Basierend auf einer Episode aus Dantes Divina Commedia“ (dem 5. Gesang des Inferno) erzählt sie uns über die fatale Liebe Francescas zu dem schönen Paolo, dem Bruder ihres missgestalteten Mannes, einem Treuebruch, der in einer unausweichlichen Katastrophe endet. Gezeigt wird dies in angedeutet historisierten Kostümen (Raphaela Rose) in einem gräulichen Einheitsraum mit einem dominanten Bett und einem Felsen mit faszinierenden, schattenartigen Lichtstimmungen. Nach Öffnen der Hinterwand wird der Teil eines ästhetischen, verfallenen Klosters (Bühne: Johannes Leiacker) gezeigt, für das er sich von einem Bild von Caspar David Friedrich inspirieren ließ. Ein starkes Schlussbild! Hans Walter Richter gelingt trotz mancher Statik und dramaturgischer Langatmigkeit sowie Handlungsarmut eine solide, psychologisch durchdachte Inszenierung und die dramatischen Szenen aufregend zu gestalten. Offenbar um mehr Bewegung zu erzeugen werden die Protagonisten immer wieder von Tänzern gedoubelt. Diese Alter Egos zeigen in einer gekonnten Choreografie von Gabriel Wanka ihre wahren Träume.

Sehr anspruchsvoll sind die Gesangspartien: Allen voran singt Karolina Makula die Hosenrolle des Paolo mit kraftvoller Emphase und großer Koloraturensicherheit. Anna Nekhames hört man als Francesca mit sehr leichtem aber klarem Sopran.
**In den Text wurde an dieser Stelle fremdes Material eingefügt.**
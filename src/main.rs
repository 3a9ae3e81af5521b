use anyhow::{Context, Result};
use clap::{Args, Parser, Subcommand};
use std::fs::OpenOptions;
use std::path::PathBuf;
use std::sync::Arc;
use tracing_subscriber::{layer::SubscriberExt, util::SubscriberInitExt};

use parish_organizer::{
    export_summary, load_roster, Config, HierarchyBuilder, HierarchyLevel, Organizer,
};

/// Sort scanned files into Archdeaconry / Parish / Sub-Parish / Individual folders
#[derive(Parser)]
#[command(version, about)]
struct Cli {
    /// TOML config file
    #[arg(short, long, env = "PARISH_ORGANIZER_CONFIG", global = true)]
    config: Option<PathBuf>,

    #[command(subcommand)]
    command: Option<Command>,
}

#[derive(Subcommand)]
enum Command {
    /// Place roster files (default)
    Organize(CommonArgs),

    /// Build or refresh the hierarchy cache and print a summary
    Hierarchy {
        #[command(flatten)]
        common: CommonArgs,

        /// Write the Archdeaconry / Parish / Sub-Parish table to this CSV
        #[arg(long)]
        export: Option<PathBuf>,
    },
}

#[derive(Args, Default)]
struct CommonArgs {
    /// Roster CSV (Individual Name, Parish Name[, File])
    #[arg(long, env = "PARISH_ORGANIZER_ROSTER")]
    roster: Option<PathBuf>,

    /// Root of the hierarchy
    #[arg(long, env = "PARISH_ORGANIZER_BASE_DIR")]
    base_dir: Option<PathBuf>,

    /// Placement root (defaults to base dir)
    #[arg(long)]
    dest_dir: Option<PathBuf>,

    /// Directory holding the files named in the roster
    #[arg(long)]
    inbox_dir: Option<PathBuf>,

    #[arg(long)]
    cache_file: Option<PathBuf>,

    #[arg(long)]
    ledger_file: Option<PathBuf>,

    #[arg(long)]
    log_file: Option<PathBuf>,

    /// Minimum similarity (0-1) for a folder match
    #[arg(long)]
    threshold: Option<f64>,

    /// Rebuild the hierarchy cache
    #[arg(long)]
    force_refresh: bool,

    /// Rebuild the cache if the directory layout changed
    #[arg(long)]
    verify_freshness: bool,
}

impl CommonArgs {
    fn apply(self, config: &mut Config) {
        if let Some(v) = self.roster {
            config.roster_file = v;
        }
        if let Some(v) = self.base_dir {
            config.base_dir = v;
        }
        if let Some(v) = self.dest_dir {
            config.dest_base_dir = Some(v);
        }
        if let Some(v) = self.inbox_dir {
            config.inbox_dir = Some(v);
        }
        if let Some(v) = self.cache_file {
            config.hierarchy_cache_file = v;
        }
        if let Some(v) = self.ledger_file {
            config.processed_individuals_file = v;
        }
        if let Some(v) = self.log_file {
            config.log_file = Some(v);
        }
        if let Some(v) = self.threshold {
            config.match_threshold = v;
        }
        config.force_refresh |= self.force_refresh;
        config.verify_freshness |= self.verify_freshness;
    }
}

/// What to run once the configuration is settled
enum Action {
    Organize,
    Hierarchy { export: Option<PathBuf> },
}

fn main() -> Result<()> {
    let cli = Cli::parse();
    let config_file = cli.config.clone();
    let (action, config) = resolve(cli)?;

    init_tracing(&config)?;
    if let Some(path) = config_file {
        tracing::info!("Loaded config from {}", path.display());
    }

    match action {
        Action::Organize => run_organize(config),
        Action::Hierarchy { export } => run_hierarchy(config, export),
    }
}

/// Config file (if any), then command-line overrides, then validation
fn resolve(cli: Cli) -> Result<(Action, Config)> {
    let mut config = match &cli.config {
        Some(path) => Config::from_file(path)?,
        None => Config::default(),
    };

    let command = cli
        .command
        .unwrap_or_else(|| Command::Organize(CommonArgs::default()));

    let action = match command {
        Command::Organize(common) => {
            common.apply(&mut config);
            Action::Organize
        }
        Command::Hierarchy { common, export } => {
            common.apply(&mut config);
            Action::Hierarchy { export }
        }
    };

    config.validate()?;
    Ok((action, config))
}

fn init_tracing(config: &Config) -> Result<()> {
    let file_layer = match &config.log_file {
        Some(path) => {
            let file = OpenOptions::new()
                .create(true)
                .append(true)
                .open(path)
                .with_context(|| format!("Failed to open log file: {}", path.display()))?;
            Some(
                tracing_subscriber::fmt::layer()
                    .with_ansi(false)
                    .with_writer(Arc::new(file)),
            )
        }
        None => None,
    };

    tracing_subscriber::registry()
        .with(
            tracing_subscriber::EnvFilter::try_from_default_env()
                .unwrap_or_else(|_| "parish_organizer=info".into()),
        )
        .with(tracing_subscriber::fmt::layer().with_writer(std::io::stderr))
        .with(file_layer)
        .init();

    Ok(())
}

fn run_organize(config: Config) -> Result<()> {
    println!("📂 Organizing scans");
    println!("━━━━━━━━━━━━━━━━━━━━━━━━━━━━━━━━━━━━━━━━━━━━━");

    // 1. Roster
    println!("\n📋 Reading roster...");
    let roster = load_roster(&config.roster_file)?;
    println!(
        "✓ {} rows ({} rejected)",
        roster.rows.len(),
        roster.rejected.len()
    );

    // 2. Hierarchy + ledger
    println!("\n🌳 Loading hierarchy...");
    let mut organizer = Organizer::open(config)?;
    println!(
        "✓ {} folders in hierarchy, {} individuals already processed",
        organizer.cache().len(),
        organizer.ledger().len()
    );

    // 3. Place
    println!("\n📦 Placing files...");
    let report = organizer.run_roster(&roster)?;
    organizer.finish()?;

    println!("\n━━━━━━━━━━━━━━━━━━━━━━━━━━━━━━━━━━━━━━━━━━━━━");
    println!("✅ {}", report.summary());
    for (parish, count) in &report.parishes_not_found {
        println!("⚠️  Parish not found: {} ({} rows)", parish, count);
    }

    Ok(())
}

fn run_hierarchy(config: Config, export: Option<PathBuf>) -> Result<()> {
    let builder = HierarchyBuilder::new();
    let cache = builder.load_or_build(
        &config.hierarchy_cache_file,
        &config.base_dir,
        config.force_refresh,
        config.verify_freshness,
    )?;

    println!("🌳 Hierarchy under {}", cache.base_dir.display());
    for (level, count) in cache.level_counts() {
        println!("   {:<13} {}", level.as_str(), count);
    }
    if !builder.is_fresh(&cache) {
        println!("⚠️  Directory layout changed since the cache was built (use --force-refresh)");
    }

    let export = export.or(config.hierarchy_export_file);
    if let Some(path) = export {
        let rows = export_summary(&cache, &path)?;
        println!("✓ Wrote {} rows to {}", rows, path.display());
    }

    let individuals = cache.nodes_at(HierarchyLevel::Individual).count();
    if individuals == 0 {
        eprintln!("❌ No individual folders found under {}", config.base_dir.display());
        std::process::exit(1);
    }

    Ok(())
}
Theo Lebow singt ihren Gatten Lanciotto mit großer Präsenz und Höhensicherheit. Tadellos erlebt man auch die kleineren Rollen und sehr homogen und spielfreudig auch den vielbeschäftigten Chor der Tiroler Festspiele.

Den wunderbaren Melodienreichtum und die meisterlich instrumentierte Partitur lässt Giuliano Carella am Pult des Orchesters der Tiroler Festspiele Erlin reichen Farben aufblühen. Er drückt auch immer aufs Tempo und kann viele packende Momente erzeugen.

Trotzdem bewirkt die vom Publikum bejubelte Oper, die ab Februar an der Oper Frankfurt gezeigt wird, mit einer Länge von dreieinhalb Stunden (inklusive einer Pause) eine gewisse dramaturgische Langatmigkeit, sodass ihr einige Striche gut getan hätten.